Die 250 Mitglieder des isländischen Philatelistenverbands bedauern, dass es keine neuen Marken mehr geben wird. Zahlreiche Marken hätten in der Vergangenheit internationale Preise gewonnen und seien eine gute Werbung für das Land gewesen. Als enttäuschend bezeichnete Verbandsvorsitzender Gísli Geir Harðarsson, dass das 150-jährige Bestehen der isländischen Briefmarke, welches in 2023 zusammen mit Norwegen gross gefeiert werden sollte, nun nicht mehr stattfinden könne.
Viele hätten Interesse an dieser letzten Ausgabe gezeigt. “Die isländische Post hat diese Arbeit für den Staat erledigt, von daher ist es eigentlich der Staat, der entscheiden muss, ob die Markenherausgabe weitergeführt wird, nachdem die Post damit nun aufhört,” sagte Gísli RÚV gegenüber.

 

Isländische Post entlässt 30 Mitarbeiter

Die isländische Post hat 30 Mitarbeitern in der Hauptstadt, In Reykjanes, Akranes und Selfoss gekündigt. Die Mitarbeiter waren alle im Sektor Sortieren und Austragen beschäftigt, berichtet RÚV.

Ausserdem sollen einer Mitteilung des Unternehmens zufolge in dem genannten Gebiet ab dem ersten Mai keine Wurfsendungen ausgetragen werden. Die Einsparungen durch diese beiden Massnahmen belaufen sich auf 200 Mio. ISK pro Jahr.

Die Massnahmen betreffen 40 Mitarbeiter, jedoch heisst es in der Mitteilung, dass man zehn Mitarbeiter innerhalb des Unternehmens versetzen könne. Etwa 30 Leute erhalten heute ihre Kündigung. Das Unternehmen will psychologische Unterstützung und Hilfe bei der Jobsuche bieten, heisst es in der Mitteilung,

Wurfsendungen sind in vielen Haushalten heute oft die einzige Post, daher sieht das Unternehmen keine Betriebsgrundlage für die Verteilung. Auch wollten viele Leute aus Umweltschutzgründen gar keine Wurfsendungen mehr erhalten, oder weil das Internet gedruckte Sendungen abgelöst hat. Damit lande eine grosse Menge Papier aus der Postverteilung wieder bei der Post, verkompliziere den Betrieb und schaffe Kosten und Unannehmlichkeiten, schreibt die Post in ihrer Mitteilung.

Im Jahr 2018 hatte die isländische Post einen Verlust von 293 Mio.
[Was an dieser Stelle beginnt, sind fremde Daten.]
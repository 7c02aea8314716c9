//! Recency weighting for lookback windows.
//!
//! Samples inside a window are indexed oldest to newest, so a higher index
//! is a more recent period and never receives a smaller weight.

use serde::{Deserialize, Serialize};
use std::fmt;
use std::str::FromStr;

#[derive(Debug, Clone, Copy, Default, PartialEq, Eq, Serialize, Deserialize)]
#[serde(rename_all = "lowercase")]
pub enum Recency {
    /// Every sample counts the same.
    #[default]
    None,
    /// `index + 1`: weights grow arithmetically towards the newest sample.
    Linear,
    /// `2^index`: each step towards the present doubles the weight.
    Exponential,
}

impl Recency {
    /// Weight for the sample at `index` (zero-based, oldest first).
    pub fn weight(self, index: usize) -> f64 {
        match self {
            Recency::None => 1.0,
            Recency::Linear => index as f64 + 1.0,
            Recency::Exponential => 2.0_f64.powi(index as i32),
        }
    }
}

impl fmt::Display for Recency {
    fn fmt(&self, f: &mut fmt::Formatter<'_>) -> fmt::Result {
        match self {
            Recency::None => write!(f, "none"),
            Recency::Linear => write!(f, "linear"),
            Recency::Exponential => write!(f, "exponential"),
        }
    }
}

impl FromStr for Recency {
    type Err = String;

    fn from_str(s: &str) -> Result<Self, Self::Err> {
        match s.to_lowercase().as_str() {
            "none" => Ok(Recency::None),
            "linear" => Ok(Recency::Linear),
            "exponential" => Ok(Recency::Exponential),
            _ => Err(format!(
                "Unknown recency scheme: '{s}'. Use 'none', 'linear' or 'exponential'"
            )),
        }
    }
}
ISK hinnehmen müssen. Im Jahr davor hatte man noch ein Plus von 216 Mio. ISK verzeichnet. Ende 2018 hatte das Unternehmen einen Notkredit von 1,5 Mrd. ISK vom Staat beantragt, der Kredit war vom Parlament mit der Auflage bewilligt worden, eine wirtschaftliche Umstrukturierung anzugehen und das Parlament vom Gang der Dinge zu unterrichten.

Im vergangenen Jahr hatte die Post bereits 43 Mitarbeitern gekündigt und wollte den Stellenplan um 80 Stellen reduzieren. Damals hatte es gehiessen, dies geschehe, um den selbstständigen Betrieb des Unternehmens aufrechterhalten zu können und zu modernisieren. Auch von zwei Tochterunternehmen hatte die Post sich getrennt.

Die Entlassungen des heutigen Tages sind nach Aussage von Postdirektor Birgir Jónsson Teil der Umstrukturierung.